Di cosa parla la nuova serie Netflix “Glow”? Anticipazioni e curiosità

Debutta oggi su Netflix «Glow», una nuova serie che ci racconta il mondo del wrestling femminile degli anni ’80. Di cosa parla questa nuova serie targata Netflix?

Una delle caratteristiche della postmodernità è il guardare al passato. Qualche anno fa erano tornati in voga gli anni Cinquanta, oggi furoreggiano gli anni Ottanta e Novanta. E cosa c’è di più “anni Ottanta” del wrestling?

Ricordate quelle scazzottate fatte da omoni lucidi ed esaltati in preda al testosterone? Ecco, niente di tutto questo, perché protagoniste di questa serie saranno le donne. Donne wrestler per l’esattezza.

La presenza femminile è già anticipata nel titolo, Glow: acronimo di Gorgeous Ladies of Wrestling, titolo questo di uno show realmente trasmesso negli Stati Uniti a partire dal 1986 e che proseguì in altre forme anche quando la messa in onda venne interrotta.

La serie è stata creata da Liz Flahive e Carly Mensch ed è prodotta da Tara Hermann e Jenji Kohan, creatrice di Orange Is The New Black.

Di cosa parla Glow?

La serie ricostruisce le vicende che hanno portato alla nascita dello show televisivo attraverso la storia di una delle protagoniste, Ruth Wilder (Alison Brie), un’attricetta senza prospettive che tenta l’ultima chance di successo entrando nel mondo del wrestling femminile.

Ad accompagnarla in questa nuova avventura ci saranno altre dodici donne tra cui la rivale Debbie Eagan (Betty Gilpin) un’ex attrice di soap – opera che ha lasciato il lavoro per dedicarsi alla famiglia per poi rendersi conto che le proprie ambizioni forse erano altre.

A fare da train d’union per tutte le dieci stagioni è proprio il rapporto conflittuale che si instaura tra le due fin dalla prima puntata.

Direttore della curiosa e scalcagnata compagnia è un regista di B-movie, Sam Sylva che, per finanziare un proprio progetto, si vede costretto a dirigere questo gruppo di donne scalmanate.

La parola ai protagonisti

E’ una splendida serie ok?
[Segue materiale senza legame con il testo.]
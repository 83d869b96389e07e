//! Pattern detector.
//!
//! Three independent checks over the evaluated window:
//! - rapid sequential transactions (bursts, distinct from sustained-rate
//!   velocity),
//! - identical amounts close in time,
//! - round-number bias, a distributional property flagged once per run
//!   rather than per transaction.

use serde_json::json;

use super::{DetectContext, DetectorOutcome};
use crate::errors::Result;
use crate::{AnomalySignal, SignalKind, Transaction};

const RAPID_GAP_SECONDS: i64 = 60;
const DUPLICATE_GAP_SECONDS: i64 = 30 * 60;
const RAPID_SEVERITY: f64 = 0.7;
const DUPLICATE_SEVERITY: f64 = 0.5;
const ROUND_NUMBER_SEVERITY: f64 = 0.6;
const ROUND_UNIT: f64 = 100.0;

pub fn evaluate(ctx: &DetectContext<'_>) -> Result<DetectorOutcome> {
    if !ctx.has_baseline() {
        return Ok(DetectorOutcome::NoBaseline);
    }

    let mut sorted_by_time: Vec<&Transaction> = ctx.window.iter().collect();
    sorted_by_time.sort_by_key(|t| t.timestamp);

    let mut signals = rapid_sequences(&sorted_by_time);
    signals.extend(duplicate_amounts(ctx.window));
    signals.extend(round_number_bias(ctx));

    if signals.is_empty() {
        Ok(DetectorOutcome::Clear)
    } else {
        Ok(DetectorOutcome::Flagged(signals))
    }
}

fn rapid_sequences(sorted: &[&Transaction]) -> Vec<AnomalySignal> {
    sorted
        .windows(2)
        .filter(|pair| (pair[1].timestamp - pair[0].timestamp).num_seconds() <= RAPID_GAP_SECONDS)
        .map(|pair| {
            AnomalySignal::new(
                SignalKind::Pattern,
                RAPID_SEVERITY,
                "rapid_transactions",
                json!({
                    "previous_id": pair[0].id,
                    "gap_seconds": (pair[1].timestamp - pair[0].timestamp).num_seconds(),
                }),
                Some(pair[1].id),
            )
        })
        .collect()
}

fn duplicate_amounts(window: &[Transaction]) -> Vec<AnomalySignal> {
    let mut sorted: Vec<&Transaction> = window.iter().collect();
    sorted.sort_by(|a, b| {
        a.amount
            .partial_cmp(&b.amount)
            .unwrap_or(std::cmp::Ordering::Equal)
            .then(a.timestamp.cmp(&b.timestamp))
    });

    sorted
        .windows(2)
        .filter(|pair| {
            pair[0].amount == pair[1].amount
                && (pair[1].timestamp - pair[0].timestamp)
                    .abs()
                    .num_seconds()
                    <= DUPLICATE_GAP_SECONDS
        })
        .map(|pair| {
            AnomalySignal::new(
                SignalKind::Pattern,
                DUPLICATE_SEVERITY,
                "duplicate_amount",
                json!({
                    "amount": pair[1].amount,
                    "previous_id": pair[0].id,
                    "gap_seconds": (pair[1].timestamp - pair[0].timestamp).abs().num_seconds(),
                }),
                Some(pair[1].id),
            )
        })
        .collect()
}

fn round_number_bias(ctx: &DetectContext<'_>) -> Option<AnomalySignal> {
    if ctx.window.len() <= ctx.config.round_number_min_sample {
        return None;
    }
    let round = ctx
        .window
        .iter()
        .filter(|t| {
            let m = t.magnitude();
            m > 0.0 && m % ROUND_UNIT == 0.0
        })
        .count();
    let fraction = round as f64 / ctx.window.len() as f64;
    if fraction <= ctx.config.round_number_ratio {
        return None;
    }

    Some(AnomalySignal::new(
        SignalKind::Pattern,
        ROUND_NUMBER_SEVERITY,
        "round_number_bias",
        json!({
            "round_count": round,
            "sample_size": ctx.window.len(),
            "fraction": fraction,
        }),
        None,
    ))
}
Ci sono 14 donne che diventano wrestler professioniste, imparano come combattere, a interpretare dei personaggi e diventare supereroine. Poi c’è un tizio che rappresentata un po’ un problema ma poi le aiuta a tirare fuori il meglio

Dice Marc Maron (Sam Sylva) alle telecamere di Tv Sorrisi e Canzoni.

Se il wrestling è la luce scintillante che può attrarre le persone, lo show racconta le vite queste donne, di come impareranno a fare questa cosa nuova e straordinaria e dei rapporti tra di loro. Attraversa il confine tra commedia e dramma.

Aggiunge Betty Gilpin (Debbie Eagan).

Una delle co- creatrici, Liz Flahive, sottolinea gli intenti della serie:

La nostra intenzione era quella di creare una Los Angeles del 1985 che fosse avida, reale, polverosa in modo da non colpire in testa lo spettatore con una versione vistosa da cartone animato del 1985. Volevamo che fosse autentica, bella e un po’ triste.

La preparazione per le riprese è stata molto impegnativa, le attrici infatti si sono sottoposte ad una preparazione atletica molto serrata, seguite da Chavo Guerrero, “una leggenda del wrestling nel mondo”. “Mi ha dato una grande emozione essere così fisica su un set” ha detto l’attrice Kate Nash che interpreta Rhonda.

Anche l’uomo di casa, Marc Maron ha avuto il suo bel da fare soprattutto perché ha dovuto imparare come “si taglia la cocaina, come fumare e”, aggiunge “gli stivali che indossavo ogni giorno mi facevano male ai piedi, non è stato facile”.

Il punto sulla situazione lo mette alla fine la protagonista Alison Brie (Ruth Wilder):

Credo che la gente si stia finalmente rendendo conto che le storie che parlano di donne non sono un mercato di nicchia, metà della popolazione sono donne e sono storie interessanti.